■ TASK BRIEF:
Retype all of the records precisely.
MATERIAL PROVIDED START
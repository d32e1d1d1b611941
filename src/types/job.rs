//! Scheduled job types

use chrono::{DateTime, Duration, Utc};
use serde::{Deserialize, Serialize};
use uuid::Uuid;

use super::{Coordinates, PropertyLocation};
use crate::defaults::DEFAULT_JOB_DURATION_MINUTES;

/// Job status as stored. Only cancellation matters to the scheduler.
#[derive(Debug, Clone, PartialEq, Eq, Hash, Serialize, Deserialize)]
#[serde(from = "String", into = "String")]
pub enum JobStatus {
    Scheduled,
    Confirmed,
    InProgress,
    Completed,
    Cancelled,
    Other(String),
}

impl JobStatus {
    pub fn as_str(&self) -> &str {
        match self {
            JobStatus::Scheduled => "scheduled",
            JobStatus::Confirmed => "confirmed",
            JobStatus::InProgress => "in_progress",
            JobStatus::Completed => "completed",
            JobStatus::Cancelled => "cancelled",
            JobStatus::Other(other) => other,
        }
    }

    pub fn is_cancelled(&self) -> bool {
        matches!(self, JobStatus::Cancelled)
    }
}

impl From<String> for JobStatus {
    fn from(value: String) -> Self {
        match value.trim().to_ascii_lowercase().as_str() {
            "scheduled" => JobStatus::Scheduled,
            "confirmed" => JobStatus::Confirmed,
            "in_progress" => JobStatus::InProgress,
            "completed" => JobStatus::Completed,
            "cancelled" | "canceled" => JobStatus::Cancelled,
            _ => JobStatus::Other(value),
        }
    }
}

impl From<&str> for JobStatus {
    fn from(value: &str) -> Self {
        JobStatus::from(value.to_string())
    }
}

impl From<JobStatus> for String {
    fn from(status: JobStatus) -> Self {
        status.as_str().to_string()
    }
}

/// A job on the calendar, with its assigned technicians and property
#[derive(Debug, Clone, Serialize, Deserialize)]
#[serde(rename_all = "camelCase")]
pub struct ScheduledJob {
    pub id: Uuid,
    /// May be empty for unassigned jobs
    pub technician_ids: Vec<Uuid>,
    /// Absent for guest bookings without a resolved address
    pub property: Option<PropertyLocation>,
    pub scheduled_at: DateTime<Utc>,
    pub scheduled_end_at: Option<DateTime<Utc>>,
    pub status: JobStatus,
    pub actual_duration_minutes: Option<i32>,
}

impl ScheduledJob {
    pub fn is_active(&self) -> bool {
        !self.status.is_cancelled()
    }

    pub fn is_assigned_to(&self, technician_id: Uuid) -> bool {
        self.technician_ids.contains(&technician_id)
    }

    /// Explicit end, else start plus the recorded duration, else one hour
    pub fn end_at(&self) -> DateTime<Utc> {
        if let Some(end) = self.scheduled_end_at {
            return end;
        }
        let minutes = self
            .actual_duration_minutes
            .filter(|m| *m > 0)
            .map(i64::from)
            .unwrap_or(DEFAULT_JOB_DURATION_MINUTES);
        self.scheduled_at + Duration::minutes(minutes)
    }

    pub fn coordinates(&self) -> Option<Coordinates> {
        self.property.as_ref().and_then(PropertyLocation::coordinates)
    }
}
//! In-memory availability store that records every call

use std::collections::HashMap;
use std::sync::atomic::{AtomicBool, Ordering};
use std::time::Duration;

use anyhow::Result;
use async_trait::async_trait;
use chrono::{DateTime, Utc};
use parking_lot::Mutex;
use uuid::Uuid;

use super::{AvailabilityStore, JobQuery};
use crate::types::{Coordinates, PropertyLocation, ScheduledJob, ServiceDefinition, Technician};

#[derive(Default)]
pub struct InMemoryStore {
    technicians: Mutex<Vec<Technician>>,
    jobs: Mutex<Vec<ScheduledJob>>,
    services: Mutex<HashMap<Uuid, ServiceDefinition>>,
    properties: Mutex<HashMap<Uuid, PropertyLocation>>,
    job_queries: Mutex<Vec<JobQuery>>,
    reschedules: Mutex<Vec<(Uuid, DateTime<Utc>)>>,
    coordinate_updates: Mutex<Vec<(Uuid, Coordinates)>>,
    fail_job_queries: AtomicBool,
    job_query_delay: Mutex<Option<Duration>>,
}

impl InMemoryStore {
    pub fn new() -> Self {
        Self::default()
    }

    pub fn add_technician(&self, technician: Technician) {
        self.technicians.lock().push(technician);
    }

    pub fn add_job(&self, job: ScheduledJob) {
        if let Some(property) = &job.property {
            self.properties.lock().entry(property.id).or_insert_with(|| property.clone());
        }
        self.jobs.lock().push(job);
    }

    pub fn add_service(&self, service: ServiceDefinition) {
        self.services.lock().insert(service.id, service);
    }

    pub fn add_property(&self, property: PropertyLocation) {
        self.properties.lock().insert(property.id, property);
    }

    /// Make `list_jobs` fail, to exercise fault handling
    pub fn fail_job_queries(&self) {
        self.fail_job_queries.store(true, Ordering::SeqCst);
    }

    /// Make `list_jobs` stall before answering, to exercise deadlines
    pub fn delay_job_queries(&self, delay: Duration) {
        *self.job_query_delay.lock() = Some(delay);
    }

    pub fn job_queries(&self) -> Vec<JobQuery> {
        self.job_queries.lock().clone()
    }

    pub fn reschedules(&self) -> Vec<(Uuid, DateTime<Utc>)> {
        self.reschedules.lock().clone()
    }

    pub fn coordinate_updates(&self) -> Vec<(Uuid, Coordinates)> {
        self.coordinate_updates.lock().clone()
    }

    pub fn job(&self, job_id: Uuid) -> Option<ScheduledJob> {
        self.jobs.lock().iter().find(|j| j.id == job_id).cloned()
    }
}

#[async_trait]
impl AvailabilityStore for InMemoryStore {
    async fn list_active_technicians(&self) -> Result<Vec<Technician>> {
        Ok(self.technicians.lock().iter().filter(|t| t.active).cloned().collect())
    }

    async fn list_jobs(&self, query: &JobQuery) -> Result<Vec<ScheduledJob>> {
        self.job_queries.lock().push(query.clone());
        let delay = *self.job_query_delay.lock();
        if let Some(delay) = delay {
            tokio::time::sleep(delay).await;
        }
        if self.fail_job_queries.load(Ordering::SeqCst) {
            anyhow::bail!("connection to job store lost");
        }

        let properties = self.properties.lock();
        let mut jobs: Vec<ScheduledJob> = self
            .jobs
            .lock()
            .iter()
            .filter(|job| query.matches(job))
            .cloned()
            .map(|mut job| {
                // Serve the current property record, like a join would
                if let Some(property) = job.property.as_ref().and_then(|p| properties.get(&p.id)) {
                    job.property = Some(property.clone());
                }
                job
            })
            .collect();
        jobs.sort_by_key(|j| j.scheduled_at);
        Ok(jobs)
    }

    async fn get_service_definition(&self, service_id: Uuid) -> Result<Option<ServiceDefinition>> {
        Ok(self.services.lock().get(&service_id).cloned())
    }

    async fn get_property_location(&self, property_id: Uuid) -> Result<Option<PropertyLocation>> {
        Ok(self.properties.lock().get(&property_id).cloned())
    }

    async fn update_property_coordinates(&self, property_id: Uuid, coordinates: Coordinates) -> Result<()> {
        if let Some(property) = self.properties.lock().get_mut(&property_id) {
            property.set_coordinates(coordinates);
        }
        self.coordinate_updates.lock().push((property_id, coordinates));
        Ok(())
    }

    async fn reschedule_job(&self, job_id: Uuid, new_start: DateTime<Utc>) -> Result<()> {
        let mut jobs = self.jobs.lock();
        let job = jobs
            .iter_mut()
            .find(|j| j.id == job_id)
            .ok_or_else(|| anyhow::anyhow!("job {} not found", job_id))?;

        if let Some(end) = job.scheduled_end_at {
            job.scheduled_end_at = Some(new_start + (end - job.scheduled_at));
        }
        job.scheduled_at = new_start;
        drop(jobs);

        self.reschedules.lock().push((job_id, new_start));
        Ok(())
    }
}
MATERIAL PROVIDED END
■ EXERCISE OUTPUT:
repository d32e1d1d1b611941
filename src/types/job.rs
//! Scheduled job types

use chrono::{DateTime, Duration, Utc};
use serde::{Deserialize, Serialize};
use uuid::Uuid;

use super::{Coordinates, PropertyLocation};
use crate::defaults::DEFAULT_JOB_DURATION_MINUTES;

/// Job status as stored. Only cancellation matters to the scheduler.
#[derive(Debug, Clone, PartialEq, Eq, Hash, Serialize, Deserialize)]
#[serde(from = "String", into = "String")]
pub enum JobStatus {
    Scheduled,
    Confirmed,
    InProgress,
    Completed,
    Cancelled,
    Other(String),
}

impl JobStatus {
    pub fn as_str(&self) -> &str {
        match self {
            JobStatus::Scheduled => "scheduled",
            JobStatus::Confirmed => "confirmed",
            JobStatus::InProgress => "in_progress",
            JobStatus::Completed => "completed",
            JobStatus::Cancelled => "cancelled",
            JobStatus::Other(other) => other,
        }
    }

    pub fn is_cancelled(&self) -> bool {
        matches!(self, JobStatus::Cancelled)
    }
}

impl From<String> for JobStatus {
    fn from(value: String) -> Self {
        match value.trim().to_ascii_lowercase().as_str() {
            "scheduled" => JobStatus::Scheduled,
            "confirmed" => JobStatus::Confirmed,
            "in_progress" => JobStatus::InProgress,
            "completed" => JobStatus::Completed,
            "cancelled" | "canceled" => JobStatus::Cancelled,
            _ => JobStatus::Other(value),
        }
    }
}

impl From<&str> for JobStatus {
    fn from(value: &str) -> Self {
        JobStatus::from(value.to_string())
    }
}

impl From<JobStatus> for String {
    fn from(status: JobStatus) -> Self {
        status.as_str().to_string()
    }
}

/// A job on the calendar, with its assigned technicians and property
#[derive(Debug, Clone, Serialize, Deserialize)]
#[serde(rename_all = "camelCase")]
pub struct ScheduledJob {
    pub id: Uuid,
    /// May be empty for unassigned jobs
    pub technician_ids: Vec<Uuid>,
    /// Absent for guest bookings without a resolved address
    pub property: Option<PropertyLocation>,
    pub scheduled_at: DateTime<Utc>,
    pub scheduled_end_at: Option<DateTime<Utc>>,
    pub status: JobStatus,
    pub actual_duration_minutes: Option<i32>,
}

impl ScheduledJob {
    pub fn is_active(&self) -> bool {
        !self.status.is_cancelled()
    }

    pub fn is_assigned_to(&self, technician_id: Uuid) -> bool {
        self.technician_ids.contains(&technician_id)
    }

    /// Explicit end, else start plus the recorded duration, else one hour
    pub fn end_at(&self) -> DateTime<Utc> {
        if let Some(end) = self.scheduled_end_at {
            return end;
        }
        let minutes = self
            .actual_duration_minutes
            .filter(|m| *m > 0)
            .map(i64::from)
            .unwrap_or(DEFAULT_JOB_DURATION_MINUTES);
        self.scheduled_at + Duration::minutes(minutes)
    }

    pub fn coordinates(&self) -> Option<Coordinates> {
        self.property.as_ref().and_then(PropertyLocation::coordinates)
    }
}
//! In-memory availability store that records every call

use std::collections::HashMap;
use std::sync::atomic::{AtomicBool, Ordering};
use std::time::Duration;

use anyhow::Result;
use async_trait::async_trait;
use chrono::{DateTime, Utc};
use parking_lot::Mutex;
use uuid::Uuid;

use super::{AvailabilityStore, JobQuery};
use crate::types::{Coordinates, PropertyLocation, ScheduledJob, ServiceDefinition, Technician};

#[derive(Default)]
pub struct InMemoryStore {
    technicians: Mutex<Vec<Technician>>,
    jobs: Mutex<Vec<ScheduledJob>>,
    services: Mutex<HashMap<Uuid, ServiceDefinition>>,
    properties: Mutex<HashMap<Uuid, PropertyLocation>>,
    job_queries: Mutex<Vec<JobQuery>>,
    reschedules: Mutex<Vec<(Uuid, DateTime<Utc>)>>,
    coordinate_updates: Mutex<Vec<(Uuid, Coordinates)>>,
    fail_job_queries: AtomicBool,
    job_query_delay: Mutex<Option<Duration>>,
}

impl InMemoryStore {
    pub fn new() -> Self {
        Self::default()
    }

    pub fn add_technician(&self, technician: Technician) {
        self.technicians.lock().push(technician);
    }

    pub fn add_job(&self, job: ScheduledJob) {
        if let Some(property) = &job.property {
            self.properties.lock().entry(property.id).or_insert_with(|| property.clone());
        }
        self.jobs.lock().push(job);
    }

    pub fn add_service(&self, service: ServiceDefinition) {
        self.services.lock().insert(service.id, service);
    }

    pub fn add_property(&self, property: PropertyLocation) {
        self.properties.lock().insert(property.id, property);
    }

    /// Make `list_jobs` fail, to exercise fault handling
    pub fn fail_job_queries(&self) {
        self.fail_job_queries.store(true, Ordering::SeqCst);
    }

    /// Make `list_jobs` stall before answering, to exercise deadlines
    pub fn delay_job_queries(&self, delay: Duration) {
        *self.job_query_delay.lock() = Some(delay);
    }

    pub fn job_queries(&self) -> Vec<JobQuery> {
        self.job_queries.lock().clone()
    }

    pub fn reschedules(&self) -> Vec<(Uuid, DateTime<Utc>)> {
        self.reschedules.lock().clone()
    }

    pub fn coordinate_updates(&self) -> Vec<(Uuid, Coordinates)> {
        self.coordinate_updates.lock().clone()
    }

    pub fn job(&self, job_id: Uuid) -> Option<ScheduledJob> {
        self.jobs.lock().iter().find(|j| j.id == job_id).cloned()
    }
}

#[async_trait]
impl AvailabilityStore for InMemoryStore {
    async fn list_active_technicians(&self) -> Result<Vec<Technician>> {
        Ok(self.technicians.lock().iter().filter(|t| t.active).cloned().collect())
    }

    async fn list_jobs(&self, query: &JobQuery) -> Result<Vec<ScheduledJob>> {
        self.job_queries.lock().push(query.clone());
        let delay = *self.job_query_delay.lock();
        if let Some(delay) = delay {
            tokio::time::sleep(delay).await;
        }
        if self.fail_job_queries.load(Ordering::SeqCst) {
            anyhow::bail!("connection to job store lost");
        }

        let properties = self.properties.lock();
        let mut jobs: Vec<ScheduledJob> = self
            .jobs
            .lock()
            .iter()
            .filter(|job| query.matches(job))
            .cloned()
            .map(|mut job| {
                // Serve the current property record, like a join would
                if let Some(property) = job.property.as_ref().and_then(|p| properties.get(&p.id)) {
                    job.property = Some(property.clone());
                }
                job
            })
            .collect();
        jobs.sort_by_key(|j| j.scheduled_at);
        Ok(jobs)
    }

    async fn get_service_definition(&self, service_id: Uuid) -> Result<Option<ServiceDefinition>> {
        Ok(self.services.lock().get(&service_id).cloned())
    }

    async fn get_property_location(&self, property_id: Uuid) -> Result<Option<PropertyLocation>> {
        Ok(self.properties.lock().get(&property_id).cloned())
    }

    async fn update_property_coordinates(&self, property_id: Uuid, coordinates: Coordinates) -> Result<()> {
        if let Some(property) = self.properties.lock().get_mut(&property_id) {
            property.set_coordinates(coordinates);
        }
        self.coordinate_updates.lock().push((property_id, coordinates));
        Ok(())
    }

    async fn reschedule_job(&self, job_id: Uuid, new_start: DateTime<Utc>) -> Result<()> {
        let mut jobs = self.jobs.lock();
        let job = jobs
            .iter_mut()
            .find(|j| j.id == job_id)
            .ok_or_else(|| anyhow::anyhow!("job {} not found", job_id))?;

        if let Some(end) = job.scheduled_end_at {
            job.scheduled_end_at = Some(new_start + (end - job.scheduled_at));
        }
        job.scheduled_at = new_start;
        drop(jobs);

        self.reschedules.lock().push((job_id, new_start));
        Ok(())
    }
}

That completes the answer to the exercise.